Disk Arrays
cancel
Showing results for 
Search instead for 
Did you mean: 

EVA 8000 and AIX 5.3 TL5

SOLVED
Go to solution
Jim Norkus
Occasional Visitor

EVA 8000 and AIX 5.3 TL5

Hi Folks, I researched bu tdidn't find any information that was helpful. We've had some issues recently to the rootvg. We boot of off SAN EVA disk (mulitbos as well). It appears that some of the LVM filesystems were corupted.

My question is: Does HP recommend that bad block reallocation be turned off on the OS level? If so can you point me into the location of some documentation surrounding that.

I've worked with EMC in the past and I know they recommend it but I'm not sure about this IBM gear.

Thanks
-jim
7 REPLIES
IBaltay
Honored Contributor

Re: EVA 8000 and AIX 5.3 TL5

Hi, for EMC storages (e.g. EMX3 2500) the LVM Bad block reallocation should be turned off for all volume groups/all logical volumes on all EMC arrays. Without it, the FS corruption can result. According to the LVM best practices for HP-UX servers using XP disks (most probably the same applies also to the EVA platform) lvols should also be set with bad block relocation set to none.
From the http://www.redbooks.ibm.com/abstracts/SG245432.html?Open
it is clear that IBM recommendation is to disable the bad block reallocation on the concurrent access VGs/every logical volume.
the pain is one part of the reality
Jim Norkus
Occasional Visitor

Re: EVA 8000 and AIX 5.3 TL5

Hi,

Thanks for the reply. I knew the EMC and HP server settings. And i as well, assume it'd be the same for EVA and AIX gear. I'm not running concurrent (mulitple servers seeing same drives at the same time) so I couldn't find in that document anything that was definitive. Thanks for the help though.
-jim
Tom O'Toole
Respected Contributor

Re: EVA 8000 and AIX 5.3 TL5


I've never seen anything in the HP doc about this, and here we have never done this.
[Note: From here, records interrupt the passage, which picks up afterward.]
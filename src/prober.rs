//! A persistent per-server worker thread for bounded `stats()` probing.

use crate::error::HandleError;
use crate::handle::{ServerHandle, StatsMap};
use parking_lot::Mutex;
use std::sync::mpsc;
use std::sync::Arc;
use std::thread;
use std::time::{Duration, Instant};

struct ProbeChannel {
    request_tx: mpsc::Sender<u64>,
    response_rx: mpsc::Receiver<(u64, Result<StatsMap, HandleError>)>,
    next_id: u64,
}

/// Runs one long-lived thread per server that calls `stats()` on request. Reusing the same
/// thread for every round means a server that never replies costs exactly one blocked thread
/// for as long as the server is registered, rather than one new thread per refresh round.
pub(crate) struct ProbeWorker {
    channel: Mutex<ProbeChannel>,
}

impl ProbeWorker {
    pub(crate) fn spawn(client: Arc<dyn ServerHandle>) -> Self {
        let (request_tx, request_rx) = mpsc::channel::<u64>();
        let (response_tx, response_rx) = mpsc::channel();
        thread::spawn(move || {
            while let Ok(id) = request_rx.recv() {
                let result = client.stats();
                if response_tx.send((id, result)).is_err() {
                    break;
                }
            }
        });
        Self {
            channel: Mutex::new(ProbeChannel {
                request_tx,
                response_rx,
                next_id: 0,
            }),
        }
    }

    /// Ask the worker to call `stats()`, waiting up to `timeout` for a reply. Replies tagged
    /// with an older request id (left over from a round that already timed out on this same
    /// server) are discarded rather than handed back as this round's result.
    pub(crate) fn probe(&self, timeout: Duration) -> Option<Result<StatsMap, HandleError>> {
        let mut channel = self.channel.lock();
        channel.next_id += 1;
        let id = channel.next_id;
        if channel.request_tx.send(id).is_err() {
            return None;
        }

        let deadline = Instant::now() + timeout;
        loop {
            let remaining = deadline.saturating_duration_since(Instant::now());
            if remaining.is_zero() {
                return None;
            }
            match channel.response_rx.recv_timeout(remaining) {
                Ok((reply_id, result)) if reply_id == id => return Some(result),
                Ok(_stale) => continue,
                Err(_) => return None,
            }
        }
    }
}

#[cfg(test)]
mod tests {
    use super::*;
    use crate::handle::test_support::{stats, MockHandle};
    use std::thread;

    #[test]
    fn test_probe_returns_response() {
        let worker = ProbeWorker::spawn(Arc::new(MockHandle::constant(stats(&[("uptime", 1.0)]))));
        let result = worker.probe(Duration::from_secs(1)).unwrap().unwrap();
        assert_eq!(result.get("uptime"), Some(&1.0));
    }

    #[test]
    fn test_probe_times_out_without_leaking_one_thread_per_call() {
        struct NeverReplies;
        impl ServerHandle for NeverReplies {
            fn stats(&self) -> Result<StatsMap, HandleError> {
                thread::sleep(Duration::from_secs(3600));
                Ok(StatsMap::new())
            }
            fn close(&self) {}
        }

        let worker = ProbeWorker::spawn(Arc::new(NeverReplies));
        // Every call reuses the same background thread; none of these time out by spawning a
        // fresh one.
        for _ in 0..5 {
            assert!(worker.probe(Duration::from_millis(20)).is_none());
        }
    }

    #[test]
    fn test_stale_reply_from_timed_out_round_is_discarded() {
        let worker = ProbeWorker::spawn(Arc::new(MockHandle::constant(stats(&[("uptime", 2.0)]))));
        // First call should succeed well within a generous timeout.
        let first = worker.probe(Duration::from_secs(1));
        assert!(first.is_some());
        // A later call, after the worker is idle, still gets a fresh reply rather than a
        // mismatched one.
        let second = worker.probe(Duration::from_secs(1));
        assert!(second.is_some());
    }
}
//! Shared `ServerHandle` test double for the integration test suite.

use loadhash::error::HandleError;
use loadhash::handle::{ServerHandle, StatsMap};
use parking_lot::Mutex;
use std::collections::VecDeque;

/// A handle driven by a scripted sequence of `stats()` responses. Once the script is
/// exhausted, repeats the last response forever (so a long-running refresher doesn't start
/// erroring out from under a test that only cares about the first few rounds).
pub struct ScriptedHandle {
    responses: Mutex<VecDeque<Result<StatsMap, HandleError>>>,
}

impl ScriptedHandle {
    pub fn new(responses: Vec<Result<StatsMap, HandleError>>) -> Self {
        Self {
            responses: Mutex::new(responses.into()),
        }
    }

    pub fn constant(stats: StatsMap) -> Self {
        Self::new(vec![Ok(stats)])
    }
}

impl ServerHandle for ScriptedHandle {
    fn stats(&self) -> Result<StatsMap, HandleError> {
        let mut queue = self.responses.lock();
        match queue.pop_front() {
            Some(result) => {
                if queue.is_empty() {
                    if let Ok(ref stats) = result {
                        queue.push_back(Ok(stats.clone()));
                    }
                }
                result
            }
            None => Err(HandleError("scripted handle exhausted".to_string())),
        }
    }

    fn close(&self) {}
}

pub fn stats(pairs: &[(&str, f64)]) -> StatsMap {
    pairs.iter().map(|(k, v)| ((*k).to_string(), *v)).collect()
}
// --- auth ---------------------------------------------------------------

async fn login(
    store: &Arc<SessionStore>,
    backend: &BackendClient,
    username: Option<String>,
) -> Result<()> {
    let username = match username {
        Some(u) => u,
        None => Input::new().with_prompt("Username").interact_text()?,
    };
    let password: String = Password::new().with_prompt("Password").interact()?;

    let pair = backend.login(&username, &password).await?;
    store.init(pair.access, pair.refresh, None).await?;

    if let Some(user) = backend.fetch_profile().await {
        store.set_user(user).await?;
    }

    println!("Login successful. Welcome back, {username}.");
    Ok(())
}

async fn logout(store: &SessionStore) -> Result<()> {
    store.clear().await?;
    println!("Logged out.");
    Ok(())
}

async fn upload_picture(cfg: &AppConfig, path: &Path) -> Result<String> {
    let bytes = tokio::fs::read(path)
        .await
        .with_context(|| format!("read picture {}", path.display()))?;
    let file_name = path
        .file_name()
        .and_then(|n| n.to_str())
        .unwrap_or("profile_picture")
        .to_string();
    let images = ImageHostClient::new(&cfg.images.upload_url, &cfg.images.upload_preset);
    images.upload(&file_name, bytes).await
}

async fn signup(
    cfg: &AppConfig,
    store: &Arc<SessionStore>,
    backend: &BackendClient,
    args: SignupArgs,
) -> Result<()> {
    let password: String = Password::new()
        .with_prompt("Password")
        .with_confirmation("Confirm password", "Passwords do not match")
        .interact()?;

    let profile_picture = match &args.picture {
        Some(path) => Some(upload_picture(cfg, path).await?),
        None => None,
    };

    let form = SignupForm {
        username: args.username,
        email: args.email,
        first_name: args.first_name,
        last_name: args.last_name,
        phone_number: args.phone_number,
        country: args.country,
        birth_date: args.birth_date,
        confirm_password: password.clone(),
        password,
        profile_picture,
    };
    validate_signup(&form)?;

    let pair = backend.signup(&form).await?;
    store.init(pair.access, pair.refresh, None).await?;
    if let Some(user) = backend.fetch_profile().await {
        store.set_user(user).await?;
    }

    println!("Account created. You are now signed in as {}.", form.username);
    Ok(())
}
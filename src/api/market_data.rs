use crate::api::models::{AggsResponse, DailyOpenClose};
use crate::types::{AssetClass, PriceBar, Timeframe};
use anyhow::{bail, Context, Result};
use chrono::{Duration, Months, NaiveDate};
use reqwest::{Client, Response, StatusCode};
use secrecy::{ExposeSecret, SecretString};

pub const RATE_LIMIT_MESSAGE: &str =
    "Rate limited by the market data provider. Try again in 1 minute.";
pub const NO_DATA_MESSAGE: &str = "No data available for the selected asset.";

/// Rewrite a symbol into the provider's form: crypto trades as a
/// crypto-vs-USD compound ticker, equities and ETFs pass through unchanged.
pub fn provider_symbol(symbol: &str, class: AssetClass) -> String {
    match class {
        AssetClass::Crypto => format!("X:{}USD", symbol.to_ascii_uppercase()),
        AssetClass::Etf | AssetClass::Stocks => symbol.to_ascii_uppercase(),
    }
}

/// Start of the chart window for a timeframe. Each timeframe carries a
/// fixed, hardcoded lookback; this is not user-configurable.
pub fn lookback_start(timeframe: Timeframe, today: NaiveDate) -> NaiveDate {
    match timeframe {
        Timeframe::Hour => today - Duration::days(10),
        Timeframe::Day => today - Duration::days(50),
        Timeframe::Week => today - Duration::weeks(30),
        Timeframe::Month => today.checked_sub_months(Months::new(20)).unwrap_or(today),
        Timeframe::Year => today.checked_sub_months(Months::new(72)).unwrap_or(today),
    }
}

/// Client for the external price-quote provider.
#[derive(Clone)]
pub struct MarketDataClient {
    base_url: String,
    api_key: SecretString,
    client: Client,
}

impl MarketDataClient {
    pub fn new(base_url: &str, api_key: &str) -> Self {
        Self {
            base_url: base_url.trim_end_matches('/').to_string(),
            api_key: SecretString::new(api_key.to_string()),
            client: Client::new(),
        }
    }

    /// Ordered-by-time aggregate bars for
    /// `(symbol, class, timeframe, from, to)`. An upstream failure or an
    /// empty result set is an error; the caller decides how to degrade.
    pub async fn aggregates(
        &self,
        symbol: &str,
        class: AssetClass,
        timeframe: Timeframe,
        from: NaiveDate,
        to: NaiveDate,
    ) -> Result<Vec<PriceBar>> {
        let url = format!(
            "{}/v2/aggs/ticker/{}/range/1/{}/{}/{}",
            self.base_url,
            provider_symbol(symbol, class),
            timeframe.as_str(),
            from,
            to,
        );

        let resp = self
            .client
            .get(url)
            .query(&[("apiKey", self.api_key.expose_secret())])
            .send()
            .await
            .context("aggregates request failed")?;
        let resp = Self::check_status(resp)?;

        let parsed: AggsResponse = resp.json().await.context("decode aggregates response")?;
        let mut bars: Vec<PriceBar> = parsed
            .results
            .unwrap_or_default()
            .into_iter()
            .map(|bar| bar.into_bar())
            .collect();
        if bars.is_empty() {
            bail!("{NO_DATA_MESSAGE}");
        }
        bars.sort_by_key(|bar| bar.timestamp_ms);
        Ok(bars)
    }

    /// Daily reference quote for a single date. Crypto uses the dedicated
    /// crypto-vs-USD path, everything else the plain symbol path.
    pub async fn daily_open_close(
        &self,
        symbol: &str,
        class: AssetClass,
        date: NaiveDate,
    ) -> Result<DailyOpenClose> {
        let symbol = symbol.to_ascii_uppercase();
        let url = match class {
            AssetClass::Crypto => {
                format!("{}/v1/open-close/crypto/{}/USD/{}", self.base_url, symbol, date)
            }
            AssetClass::Etf | AssetClass::Stocks => {
                format!("{}/v1/open-close/{}/{}", self.base_url, symbol, date)
            }
        };

        let resp = self
            .client
            .get(url)
            .query(&[("apiKey", self.api_key.expose_secret())])
            .send()
            .await
            .context("daily quote request failed")?;
        let resp = Self::check_status(resp)?;

        resp.json().await.context("decode daily quote response")
    }

    fn check_status(resp: Response) -> Result<Response> {
        if resp.status() == StatusCode::TOO_MANY_REQUESTS {
            bail!("{RATE_LIMIT_MESSAGE}");
        }
        resp.error_for_status()
            .context("market data provider rejected the request")
    }
}
use crate::api::backend::BackendClient;
use crate::api::market_data::MarketDataClient;
use crate::api::models::DailyOpenClose;
use crate::types::{AssetClass, NewTransaction, TradeSide, UserAsset};
use anyhow::{bail, Result};
use chrono::{DateTime, Datelike, Duration, NaiveDate, Utc, Weekday};
use rust_decimal::{Decimal, RoundingStrategy};

/// Map a calendar date to the last presumed-open market day. Weekend-skip
/// heuristic only; holidays are ignored.
pub fn adjust_trading_day(date: NaiveDate) -> NaiveDate {
    match date.weekday() {
        Weekday::Sun => date - Duration::days(2),
        Weekday::Mon => date - Duration::days(3),
        _ => date - Duration::days(1),
    }
}

/// Sell-side universe entry: what the user currently holds.
#[derive(Debug, Clone)]
pub struct Holding {
    pub name: String,
    pub quantity: Decimal,
}

impl From<&UserAsset> for Holding {
    fn from(asset: &UserAsset) -> Self {
        Self {
            name: asset.asset_name.clone(),
            quantity: asset.quantity,
        }
    }
}

/// Trade-intent controller.
///
/// Drives the two-step flow: pick side/class/asset and a quantity, fetch a
/// reference price explicitly, then execute against ordered preconditions.
/// Any identity change (side, class, asset) clears quantity and reference
/// price; a quantity change keeps the per-unit price and only recomputes
/// the total.
pub struct TradeForm {
    side: TradeSide,
    class: AssetClass,
    holdings: Vec<Holding>,
    asset: Option<String>,
    quantity: Decimal,
    reference_price: Option<Decimal>,
    max_quantity: Decimal,
    field_error: Option<String>,
}

impl TradeForm {
    pub fn new(side: TradeSide, class: AssetClass, holdings: Vec<Holding>) -> Self {
        Self {
            side,
            class,
            holdings,
            asset: None,
            quantity: Decimal::ZERO,
            reference_price: None,
            max_quantity: Decimal::ZERO,
            field_error: None,
        }
    }

    pub fn side(&self) -> TradeSide {
        self.side
    }

    pub fn class(&self) -> AssetClass {
        self.class
    }

    pub fn asset(&self) -> Option<&str> {
        self.asset.as_deref()
    }

    pub fn quantity(&self) -> Decimal {
        self.quantity
    }

    pub fn reference_price(&self) -> Option<Decimal> {
        self.reference_price
    }

    pub fn max_quantity(&self) -> Decimal {
        self.max_quantity
    }

    pub fn field_error(&self) -> Option<&str> {
        self.field_error.as_deref()
    }

    /// The assets currently offered for selection: holdings when selling,
    /// the fixed curated list of the class when buying.
    pub fn selectable_assets(&self) -> Vec<String> {
        match self.side {
            TradeSide::Sell => self.holdings.iter().map(|h| h.name.clone()).collect(),
            TradeSide::Buy => self
                .class
                .curated_symbols()
                .iter()
                .map(|s| s.to_string())
                .collect(),
        }
    }

    pub fn set_side(&mut self, side: TradeSide) {
        self.side = side;
        self.reset_intent();
    }

    pub fn set_class(&mut self, class: AssetClass) {
        self.class = class;
        self.reset_intent();
    }

    fn reset_intent(&mut self) {
        self.asset = None;
        self.quantity = Decimal::ZERO;
        self.reference_price = None;
        self.max_quantity = Decimal::ZERO;
        self.field_error = None;
    }

    /// Pick an asset from the current universe. Selling infers the asset
    /// class from the curated lists and caps quantity at the held amount.
    pub fn select_asset(&mut self, name: &str) -> Result<()> {
        let name = name.to_ascii_uppercase();
        self.quantity = Decimal::ZERO;
        self.reference_price = None;
        self.field_error = None;

        match self.side {
            TradeSide::Sell => {
                let Some(holding) = self.holdings.iter().find(|h| h.name == name) else {
                    self.asset = None;
                    self.max_quantity = Decimal::ZERO;
                    bail!("You do not hold any {name}.");
                };
                self.max_quantity = holding.quantity;
                if let Some(class) = AssetClass::classify_symbol(&name) {
                    self.class = class;
                }
                self.asset = Some(name);
            }
            TradeSide::Buy => {
                if !self.class.curated_symbols().contains(&name.as_str()) {
                    self.asset = None;
                    bail!("{name} is not available for {} trading.", self.class);
                }
                self.max_quantity = Decimal::ZERO;
                self.asset = Some(name);
            }
        }
        Ok(())
    }

    /// Apply a quantity input. Crypto takes any non-negative decimal;
    /// stocks and ETFs only whole numbers. A rejected input records the
    /// field error and leaves the previous valid quantity in place. Sell
    /// quantities are capped at the held amount.
    pub fn set_quantity(&mut self, input: &str) -> Result<()> {
        let input = input.trim();
        let parsed = match self.class {
            AssetClass::Crypto => match input.parse::<Decimal>() {
                Ok(value) if value >= Decimal::ZERO => value,
                _ => return self.reject_quantity("Quantity must be a positive number."),
            },
            AssetClass::Etf | AssetClass::Stocks => {
                if input.contains('.') {
                    return self
                        .reject_quantity("Only whole numbers are allowed for stocks and ETFs.");
                }
                match input.parse::<i64>() {
                    Ok(value) if value >= 0 => Decimal::from(value),
                    _ => return self.reject_quantity("Quantity must be a positive integer."),
                }
            }
        };

        self.quantity = if self.side == TradeSide::Sell && self.asset.is_some() {
            parsed.min(self.max_quantity)
        } else {
            parsed
        };
        self.field_error = None;
        Ok(())
    }

    fn reject_quantity(&mut self, message: &str) -> Result<()> {
        self.field_error = Some(message.to_string());
        bail!("{message}");
    }

    /// Sell-side shortcut: use the whole holding.
    pub fn use_max_quantity(&mut self) {
        if self.side == TradeSide::Sell && self.asset.is_some() {
            self.quantity = self.max_quantity;
            self.field_error = None;
        }
    }

    /// `reference_price × quantity`, zero until both are set.
    pub fn total_price(&self) -> Decimal {
        match self.reference_price {
            Some(price) if self.quantity > Decimal::ZERO => price * self.quantity,
            _ => Decimal::ZERO,
        }
    }

    /// Total rounded to cents, the amount that gets submitted.
    pub fn submission_amount(&self) -> Decimal {
        self.total_price()
            .round_dp_with_strategy(2, RoundingStrategy::MidpointAwayFromZero)
    }

    /// The date a daily quote is requested for: crypto trades every day,
    /// everything else uses the last completed trading day.
    pub fn reference_date(&self, today: NaiveDate) -> NaiveDate {
        match self.class {
            AssetClass::Crypto => today,
            AssetClass::Etf | AssetClass::Stocks => adjust_trading_day(today),
        }
    }

    /// Explicit "fetch price" step; never triggered automatically.
    pub async fn fetch_price(
        &mut self,
        market: &MarketDataClient,
        today: NaiveDate,
    ) -> Result<Decimal> {
        let Some(symbol) = self.asset.clone() else {
            bail!("Please select an asset and set a quantity greater than zero.");
        };
        if self.quantity <= Decimal::ZERO {
            bail!("Please select an asset and set a quantity greater than zero.");
        }

        let date = self.reference_date(today);
        let quote = match market.daily_open_close(&symbol, self.class, date).await {
            Ok(quote) => quote,
            Err(e) => {
                self.reference_price = None;
                return Err(e);
            }
        };
        self.apply_quote(&quote)
    }

    /// Pick the reference price out of a daily quote. Crypto prefers the
    /// best closing-trade price the provider reports for the day.
    pub fn apply_quote(&mut self, quote: &DailyOpenClose) -> Result<Decimal> {
        let price = match self.class {
            AssetClass::Crypto => quote.closing_trade_high().or(quote.close),
            AssetClass::Etf | AssetClass::Stocks => quote.close,
        };

        match price {
            Some(price) if price > Decimal::ZERO => {
                self.reference_price = Some(price);
                Ok(price)
            }
            _ => {
                self.reference_price = None;
                bail!("Failed to fetch valid price data.");
            }
        }
    }

    /// Run the execution preconditions in order and build the transaction
    /// payload. Each failure is a hard stop; nothing is partially submitted.
    pub fn build_transaction(
        &self,
        cash_balance: Decimal,
        timestamp: DateTime<Utc>,
    ) -> Result<NewTransaction> {
        let total = self.total_price();
        if self.reference_price.is_none() || total <= Decimal::ZERO {
            bail!("Price not set or invalid. Please fetch the price before executing the trade.");
        }
        if let Some(error) = &self.field_error {
            bail!("{error}");
        }
        if self.side == TradeSide::Buy && total > cash_balance {
            bail!("Insufficient funds to complete this trade.");
        }

        let Some(asset_name) = self.asset.clone() else {
            bail!("Price not set or invalid. Please fetch the price before executing the trade.");
        };

        Ok(NewTransaction {
            asset_name,
            quantity: self.quantity,
            amount: self.submission_amount(),
            timestamp,
            transaction_type: self.side,
            category: self.class,
        })
    }

    /// Execute: validate, submit, return the created transaction payload.
    pub async fn execute(
        &mut self,
        backend: &BackendClient,
        cash_balance: Decimal,
    ) -> Result<NewTransaction> {
        let tx = self.build_transaction(cash_balance, Utc::now())?;
        backend.create_transaction(&tx).await?;
        Ok(tx)
    }
}
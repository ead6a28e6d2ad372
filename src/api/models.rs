use crate::types::PriceBar;
use rust_decimal::Decimal;
use serde::Deserialize;

/// `{access, refresh}` pair returned by login, signup and token refresh.
#[derive(Debug, Clone, Deserialize)]
pub struct TokenPair {
    pub access: String,
    pub refresh: String,
}

#[derive(Debug, Deserialize)]
pub struct FundsResponse {
    pub amount: Decimal,
}

/// Response of the aggregate-bars endpoint
/// (`/v2/aggs/ticker/{symbol}/range/1/{timeframe}/{from}/{to}`).
#[derive(Debug, Deserialize)]
pub struct AggsResponse {
    #[serde(default)]
    pub results: Option<Vec<AggBar>>,
}

#[derive(Debug, Deserialize)]
pub struct AggBar {
    #[serde(rename = "t")]
    pub timestamp_ms: i64,
    #[serde(rename = "o")]
    pub open: Decimal,
    #[serde(rename = "h")]
    pub high: Decimal,
    #[serde(rename = "l")]
    pub low: Decimal,
    #[serde(rename = "c")]
    pub close: Decimal,
    #[serde(rename = "v", default)]
    pub volume: Decimal,
}

impl AggBar {
    pub fn into_bar(self) -> PriceBar {
        PriceBar {
            timestamp_ms: self.timestamp_ms,
            open: self.open,
            high: self.high,
            low: self.low,
            close: self.close,
            volume: self.volume,
        }
    }
}

/// Daily reference quote (`/v1/open-close/...`). Crypto responses carry the
/// individual closing trades alongside the consolidated close.
#[derive(Debug, Default, Deserialize)]
pub struct DailyOpenClose {
    #[serde(default)]
    pub symbol: Option<String>,
    #[serde(default)]
    pub open: Option<Decimal>,
    #[serde(default)]
    pub close: Option<Decimal>,
    #[serde(rename = "closingTrades", default)]
    pub closing_trades: Vec<ClosingTrade>,
}

#[derive(Debug, Deserialize)]
pub struct ClosingTrade {
    #[serde(rename = "p")]
    pub price: Decimal,
}

impl DailyOpenClose {
    /// Best price among the reported closing trades, if any.
    pub fn closing_trade_high(&self) -> Option<Decimal> {
        self.closing_trades.iter().map(|t| t.price).max()
    }
}

#[derive(Debug, Deserialize)]
pub struct UploadResponse {
    pub secure_url: String,
}
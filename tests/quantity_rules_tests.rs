use papertrade::trade::{Holding, TradeForm};
use papertrade::types::{AssetClass, TradeSide};
use rust_decimal::Decimal;
use std::str::FromStr;

#[test]
fn crypto_accepts_any_non_negative_decimal() {
    let mut form = TradeForm::new(TradeSide::Buy, AssetClass::Crypto, vec![]);
    form.select_asset("BTC").unwrap();

    form.set_quantity("1.5").unwrap();
    assert_eq!(form.quantity(), Decimal::from_str("1.5").unwrap());

    form.set_quantity("0").unwrap();
    assert_eq!(form.quantity(), Decimal::ZERO);
    assert!(form.field_error().is_none());
}

#[test]
fn crypto_rejects_negative_and_non_numeric_keeping_prior_quantity() {
    let mut form = TradeForm::new(TradeSide::Buy, AssetClass::Crypto, vec![]);
    form.select_asset("ETH").unwrap();
    form.set_quantity("2.25").unwrap();

    let err = form.set_quantity("-1").unwrap_err();
    assert_eq!(err.to_string(), "Quantity must be a positive number.");
    assert_eq!(form.quantity(), Decimal::from_str("2.25").unwrap());

    let err = form.set_quantity("abc").unwrap_err();
    assert_eq!(err.to_string(), "Quantity must be a positive number.");
    assert_eq!(form.quantity(), Decimal::from_str("2.25").unwrap());
    assert!(form.field_error().is_some());
}

#[test]
fn whole_number_classes_reject_any_input_containing_a_dot() {
    for (class, symbol) in [(AssetClass::Etf, "SPY"), (AssetClass::Stocks, "AAPL")] {
        let mut form = TradeForm::new(TradeSide::Buy, class, vec![]);
        form.select_asset(symbol).unwrap();
        form.set_quantity("3").unwrap();

        // Rejected on the dot alone, even when the value is whole.
        for input in ["2.0", "1.5", "10."] {
            let err = form.set_quantity(input).unwrap_err();
            assert_eq!(
                err.to_string(),
                "Only whole numbers are allowed for stocks and ETFs."
            );
            assert_eq!(form.quantity(), Decimal::from(3));
        }

        let err = form.set_quantity("-2").unwrap_err();
        assert_eq!(err.to_string(), "Quantity must be a positive integer.");
        assert_eq!(form.quantity(), Decimal::from(3));
    }
}

#[test]
fn sell_quantity_is_capped_at_the_held_amount() {
    let holdings = vec![Holding {
        name: "BTC".into(),
        quantity: Decimal::from_str("2.5").unwrap(),
    }];
    let mut form = TradeForm::new(TradeSide::Sell, AssetClass::Crypto, holdings);
    form.select_asset("BTC").unwrap();
    assert_eq!(form.max_quantity(), Decimal::from_str("2.5").unwrap());

    form.set_quantity("10").unwrap();
    assert_eq!(form.quantity(), Decimal::from_str("2.5").unwrap());
}

#[test]
fn max_quantity_action_clamps_to_exactly_the_holding() {
    let holdings = vec![Holding {
        name: "SOL".into(),
        quantity: Decimal::from_str("17.25").unwrap(),
    }];
    let mut form = TradeForm::new(TradeSide::Sell, AssetClass::Crypto, holdings);
    form.select_asset("SOL").unwrap();

    form.use_max_quantity();
    assert_eq!(form.quantity(), Decimal::from_str("17.25").unwrap());
}

#[test]
fn max_quantity_action_is_a_no_op_when_buying() {
    let mut form = TradeForm::new(TradeSide::Buy, AssetClass::Crypto, vec![]);
    form.select_asset("BTC").unwrap();
    form.use_max_quantity();
    assert_eq!(form.quantity(), Decimal::ZERO);
}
We have many aix systems booting and using data disks served up by EVA arrays.

Could you provide more info about the errors you encountered, and the software you are using (MPIO, antemeta, etc...)? Would be very interested in what happened, and under what circumstances. Thanks.
Can you imagine if we used PCs to manage our enterprise systems? ... oops.
Jim Norkus
Occasional Visitor

Re: EVA 8000 and AIX 5.3 TL5

Hi sure -

Here we boot off of the SAN drives. Three of our servers suffered OS corruption. We were luck to have an old multibos image to boot off of to fsck the system systems. The SAN guys were unable to determine if these all shared the same physical drive in the EVA. The core issue may have been something else but if brought up to my attention that maybe we should have the OS level bad block reallocation turned off. On some of our servers we do run MPIO. I wish this issue was as cut and dry with the issues but it's not. One server experienced issues running simple commands like ls or lsattr while others simply just hung. So anytime I witness unexplainable events like this, I found it to be related to bad block reallocation. So for all the words here but my posting at this point was mostly trying to determine best practices for the EVA and IBM. I know EMC provides this info but I'm not so sure I can find anything related to this combination. I agree that it works fine for the longest time but if you ever get a strange event that's unexplainable but a "reboot" fixes then you'd know what I'm talking about.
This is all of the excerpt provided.